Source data
====

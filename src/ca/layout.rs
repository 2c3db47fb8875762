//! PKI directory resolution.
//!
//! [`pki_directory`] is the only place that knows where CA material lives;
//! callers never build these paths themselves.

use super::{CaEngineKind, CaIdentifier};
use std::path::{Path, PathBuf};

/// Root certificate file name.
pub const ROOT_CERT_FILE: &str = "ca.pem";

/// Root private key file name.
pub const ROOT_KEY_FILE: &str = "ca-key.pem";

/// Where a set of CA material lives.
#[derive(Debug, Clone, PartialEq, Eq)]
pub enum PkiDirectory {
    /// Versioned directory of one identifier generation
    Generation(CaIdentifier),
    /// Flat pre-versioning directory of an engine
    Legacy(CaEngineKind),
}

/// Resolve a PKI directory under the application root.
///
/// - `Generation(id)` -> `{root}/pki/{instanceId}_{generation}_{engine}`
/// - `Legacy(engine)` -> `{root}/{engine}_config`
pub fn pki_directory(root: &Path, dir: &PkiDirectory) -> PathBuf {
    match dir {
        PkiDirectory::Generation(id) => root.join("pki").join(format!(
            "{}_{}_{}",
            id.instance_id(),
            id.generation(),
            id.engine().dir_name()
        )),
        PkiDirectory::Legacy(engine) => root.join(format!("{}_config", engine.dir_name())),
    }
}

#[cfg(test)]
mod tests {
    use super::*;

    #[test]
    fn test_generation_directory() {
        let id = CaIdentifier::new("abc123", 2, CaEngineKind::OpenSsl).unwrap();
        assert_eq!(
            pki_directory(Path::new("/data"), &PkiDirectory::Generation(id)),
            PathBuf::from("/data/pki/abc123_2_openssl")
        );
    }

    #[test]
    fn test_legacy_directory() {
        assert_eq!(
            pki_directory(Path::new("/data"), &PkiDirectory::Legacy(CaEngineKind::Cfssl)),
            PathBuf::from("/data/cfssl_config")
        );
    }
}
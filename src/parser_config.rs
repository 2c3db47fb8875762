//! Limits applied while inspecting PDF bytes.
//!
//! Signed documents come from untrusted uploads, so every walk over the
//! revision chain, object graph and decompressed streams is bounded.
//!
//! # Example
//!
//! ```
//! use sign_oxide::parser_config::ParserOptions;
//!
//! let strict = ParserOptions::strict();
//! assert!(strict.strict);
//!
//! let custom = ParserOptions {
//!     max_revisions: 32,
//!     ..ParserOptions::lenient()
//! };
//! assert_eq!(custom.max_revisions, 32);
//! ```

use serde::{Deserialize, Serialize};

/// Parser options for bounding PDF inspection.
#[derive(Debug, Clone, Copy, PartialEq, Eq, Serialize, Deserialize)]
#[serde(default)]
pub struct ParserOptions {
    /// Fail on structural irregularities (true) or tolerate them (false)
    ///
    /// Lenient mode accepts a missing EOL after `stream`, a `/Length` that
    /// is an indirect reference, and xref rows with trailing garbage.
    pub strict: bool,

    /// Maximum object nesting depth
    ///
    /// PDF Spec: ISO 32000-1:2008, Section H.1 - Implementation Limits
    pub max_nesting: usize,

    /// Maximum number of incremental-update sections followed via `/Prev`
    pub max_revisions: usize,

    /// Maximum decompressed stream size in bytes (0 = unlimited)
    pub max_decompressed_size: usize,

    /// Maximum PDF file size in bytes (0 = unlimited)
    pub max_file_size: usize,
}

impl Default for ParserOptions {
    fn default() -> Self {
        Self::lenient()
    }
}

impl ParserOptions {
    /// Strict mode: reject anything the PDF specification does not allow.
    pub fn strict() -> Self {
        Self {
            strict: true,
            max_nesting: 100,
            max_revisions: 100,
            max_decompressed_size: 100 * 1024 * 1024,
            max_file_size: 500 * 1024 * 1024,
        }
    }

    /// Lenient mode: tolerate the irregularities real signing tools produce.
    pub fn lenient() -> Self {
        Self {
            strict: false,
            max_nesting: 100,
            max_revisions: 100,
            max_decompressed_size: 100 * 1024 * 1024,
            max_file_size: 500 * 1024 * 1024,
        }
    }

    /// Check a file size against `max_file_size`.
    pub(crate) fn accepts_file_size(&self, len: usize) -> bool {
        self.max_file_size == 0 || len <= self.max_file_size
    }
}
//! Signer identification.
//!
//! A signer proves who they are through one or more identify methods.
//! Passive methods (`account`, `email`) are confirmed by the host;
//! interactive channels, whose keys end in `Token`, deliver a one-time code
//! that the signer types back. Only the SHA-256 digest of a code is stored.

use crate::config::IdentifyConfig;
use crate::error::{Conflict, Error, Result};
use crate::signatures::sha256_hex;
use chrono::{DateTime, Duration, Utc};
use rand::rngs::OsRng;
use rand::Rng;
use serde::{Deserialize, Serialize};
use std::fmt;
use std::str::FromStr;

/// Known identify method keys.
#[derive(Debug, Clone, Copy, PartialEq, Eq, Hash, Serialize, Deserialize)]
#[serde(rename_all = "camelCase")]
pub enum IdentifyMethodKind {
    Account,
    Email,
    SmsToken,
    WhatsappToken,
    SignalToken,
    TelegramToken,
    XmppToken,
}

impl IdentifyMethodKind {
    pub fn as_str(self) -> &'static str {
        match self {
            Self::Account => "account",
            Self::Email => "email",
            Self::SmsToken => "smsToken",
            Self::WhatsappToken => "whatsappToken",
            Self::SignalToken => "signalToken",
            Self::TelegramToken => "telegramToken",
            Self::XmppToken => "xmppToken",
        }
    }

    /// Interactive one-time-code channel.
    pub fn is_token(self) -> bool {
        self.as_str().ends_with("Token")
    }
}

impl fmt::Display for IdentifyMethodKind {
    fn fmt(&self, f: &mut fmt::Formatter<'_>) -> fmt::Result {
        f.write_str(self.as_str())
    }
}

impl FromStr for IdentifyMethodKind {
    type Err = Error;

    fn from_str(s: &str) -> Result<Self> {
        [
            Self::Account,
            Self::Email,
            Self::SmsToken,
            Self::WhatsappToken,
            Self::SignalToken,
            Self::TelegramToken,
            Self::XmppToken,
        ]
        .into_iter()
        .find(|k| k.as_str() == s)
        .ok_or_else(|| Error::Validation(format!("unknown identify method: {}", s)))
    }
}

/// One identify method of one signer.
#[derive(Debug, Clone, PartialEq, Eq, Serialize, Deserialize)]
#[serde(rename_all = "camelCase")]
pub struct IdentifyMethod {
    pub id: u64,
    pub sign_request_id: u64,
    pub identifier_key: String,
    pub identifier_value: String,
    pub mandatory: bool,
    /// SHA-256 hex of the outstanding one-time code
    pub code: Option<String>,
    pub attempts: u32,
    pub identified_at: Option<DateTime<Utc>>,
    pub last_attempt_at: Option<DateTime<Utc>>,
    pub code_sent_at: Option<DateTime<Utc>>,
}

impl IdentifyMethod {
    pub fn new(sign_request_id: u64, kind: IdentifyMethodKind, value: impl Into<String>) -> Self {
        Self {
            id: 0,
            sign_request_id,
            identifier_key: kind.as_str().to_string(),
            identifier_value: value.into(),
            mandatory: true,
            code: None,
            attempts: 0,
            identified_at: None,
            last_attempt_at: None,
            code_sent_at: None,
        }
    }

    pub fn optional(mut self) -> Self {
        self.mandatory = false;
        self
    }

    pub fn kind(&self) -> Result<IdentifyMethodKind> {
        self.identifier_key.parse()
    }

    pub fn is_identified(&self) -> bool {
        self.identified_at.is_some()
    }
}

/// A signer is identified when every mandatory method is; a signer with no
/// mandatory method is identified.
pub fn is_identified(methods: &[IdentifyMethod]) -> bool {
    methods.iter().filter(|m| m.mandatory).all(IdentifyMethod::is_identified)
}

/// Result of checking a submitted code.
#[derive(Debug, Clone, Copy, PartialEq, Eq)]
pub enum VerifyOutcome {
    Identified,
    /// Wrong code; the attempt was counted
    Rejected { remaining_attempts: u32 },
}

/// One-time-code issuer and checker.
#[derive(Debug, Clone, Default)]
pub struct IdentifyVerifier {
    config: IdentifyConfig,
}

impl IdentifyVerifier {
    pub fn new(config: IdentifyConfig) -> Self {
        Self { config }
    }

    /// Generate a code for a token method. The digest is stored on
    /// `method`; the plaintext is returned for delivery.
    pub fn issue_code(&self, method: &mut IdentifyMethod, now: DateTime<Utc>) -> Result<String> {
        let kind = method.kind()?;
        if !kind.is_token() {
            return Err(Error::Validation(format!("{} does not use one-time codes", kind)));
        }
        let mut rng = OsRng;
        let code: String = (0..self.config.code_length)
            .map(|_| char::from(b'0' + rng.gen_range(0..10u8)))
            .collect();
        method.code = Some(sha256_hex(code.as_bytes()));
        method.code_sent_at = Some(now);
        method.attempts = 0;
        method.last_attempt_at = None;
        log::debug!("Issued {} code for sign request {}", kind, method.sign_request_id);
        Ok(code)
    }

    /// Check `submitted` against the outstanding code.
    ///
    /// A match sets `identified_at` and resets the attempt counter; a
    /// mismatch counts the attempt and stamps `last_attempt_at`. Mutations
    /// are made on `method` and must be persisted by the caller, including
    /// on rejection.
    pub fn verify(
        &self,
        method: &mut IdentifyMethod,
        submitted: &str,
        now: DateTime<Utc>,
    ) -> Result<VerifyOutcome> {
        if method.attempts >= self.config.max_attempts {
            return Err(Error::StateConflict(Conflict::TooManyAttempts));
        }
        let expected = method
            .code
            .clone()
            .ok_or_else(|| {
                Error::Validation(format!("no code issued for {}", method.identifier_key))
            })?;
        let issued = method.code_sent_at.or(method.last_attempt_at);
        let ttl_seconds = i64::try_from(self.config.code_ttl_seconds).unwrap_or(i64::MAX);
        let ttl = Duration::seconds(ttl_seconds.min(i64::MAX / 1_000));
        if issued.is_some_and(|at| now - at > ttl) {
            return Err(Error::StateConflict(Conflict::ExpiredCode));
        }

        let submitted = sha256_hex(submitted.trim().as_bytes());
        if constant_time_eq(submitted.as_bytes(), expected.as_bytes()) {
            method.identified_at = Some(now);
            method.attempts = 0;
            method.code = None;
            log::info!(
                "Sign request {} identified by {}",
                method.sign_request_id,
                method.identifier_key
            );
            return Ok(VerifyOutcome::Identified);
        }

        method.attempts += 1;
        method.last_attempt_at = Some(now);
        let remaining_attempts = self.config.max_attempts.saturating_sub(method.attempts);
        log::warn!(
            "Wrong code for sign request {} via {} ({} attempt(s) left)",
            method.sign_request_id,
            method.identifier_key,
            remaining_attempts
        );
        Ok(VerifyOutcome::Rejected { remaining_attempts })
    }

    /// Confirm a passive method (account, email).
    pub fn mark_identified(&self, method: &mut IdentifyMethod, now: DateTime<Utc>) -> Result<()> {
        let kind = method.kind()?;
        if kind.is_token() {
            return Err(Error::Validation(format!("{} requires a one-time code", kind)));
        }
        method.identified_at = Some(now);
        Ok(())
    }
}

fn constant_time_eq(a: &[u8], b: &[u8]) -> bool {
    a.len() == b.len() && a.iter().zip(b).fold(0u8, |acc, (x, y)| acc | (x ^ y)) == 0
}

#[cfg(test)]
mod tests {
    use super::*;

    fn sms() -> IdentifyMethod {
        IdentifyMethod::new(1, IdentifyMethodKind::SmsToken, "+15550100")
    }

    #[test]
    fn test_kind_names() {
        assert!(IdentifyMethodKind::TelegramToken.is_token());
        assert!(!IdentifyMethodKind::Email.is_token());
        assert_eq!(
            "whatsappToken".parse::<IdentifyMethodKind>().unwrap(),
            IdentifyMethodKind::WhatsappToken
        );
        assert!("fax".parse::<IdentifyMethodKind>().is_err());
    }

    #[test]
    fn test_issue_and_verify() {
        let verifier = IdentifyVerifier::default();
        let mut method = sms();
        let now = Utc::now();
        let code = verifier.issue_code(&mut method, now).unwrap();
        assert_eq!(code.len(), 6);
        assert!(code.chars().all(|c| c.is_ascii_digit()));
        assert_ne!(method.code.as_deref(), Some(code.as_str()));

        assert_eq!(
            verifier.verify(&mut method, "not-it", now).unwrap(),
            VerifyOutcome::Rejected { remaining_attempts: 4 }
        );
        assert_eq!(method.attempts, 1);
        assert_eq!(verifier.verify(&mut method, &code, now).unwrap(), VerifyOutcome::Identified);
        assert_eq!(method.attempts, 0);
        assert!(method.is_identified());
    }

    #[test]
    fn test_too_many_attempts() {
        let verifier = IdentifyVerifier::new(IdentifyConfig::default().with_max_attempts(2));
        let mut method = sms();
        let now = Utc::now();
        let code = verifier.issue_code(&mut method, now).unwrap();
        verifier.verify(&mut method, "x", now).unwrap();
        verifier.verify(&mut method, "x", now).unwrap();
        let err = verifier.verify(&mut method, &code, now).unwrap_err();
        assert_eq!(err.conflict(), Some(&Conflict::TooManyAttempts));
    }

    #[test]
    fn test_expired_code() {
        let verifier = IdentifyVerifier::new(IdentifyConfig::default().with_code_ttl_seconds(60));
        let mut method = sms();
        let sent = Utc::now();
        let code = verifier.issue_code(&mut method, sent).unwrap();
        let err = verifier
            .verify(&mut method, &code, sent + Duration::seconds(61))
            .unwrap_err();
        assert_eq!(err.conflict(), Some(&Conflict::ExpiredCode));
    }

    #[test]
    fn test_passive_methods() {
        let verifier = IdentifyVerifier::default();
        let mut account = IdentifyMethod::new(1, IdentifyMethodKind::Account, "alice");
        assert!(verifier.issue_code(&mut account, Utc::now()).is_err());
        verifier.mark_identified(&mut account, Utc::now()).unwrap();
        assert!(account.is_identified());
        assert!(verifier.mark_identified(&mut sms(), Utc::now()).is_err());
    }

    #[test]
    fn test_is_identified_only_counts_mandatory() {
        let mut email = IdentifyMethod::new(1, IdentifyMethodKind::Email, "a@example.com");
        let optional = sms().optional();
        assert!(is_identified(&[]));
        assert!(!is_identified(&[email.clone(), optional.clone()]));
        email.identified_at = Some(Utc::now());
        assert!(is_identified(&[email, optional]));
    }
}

====

[What the task requires]: Scan the lines above for the word "submitted". Return each one that has it.

[Solution for this task]:
/// Result of checking a submitted code.
    /// Check `submitted` against the outstanding code.
        submitted: &str,
        let submitted = sha256_hex(submitted.trim().as_bytes());
        if constant_time_eq(submitted.as_bytes(), expected.as_bytes()) {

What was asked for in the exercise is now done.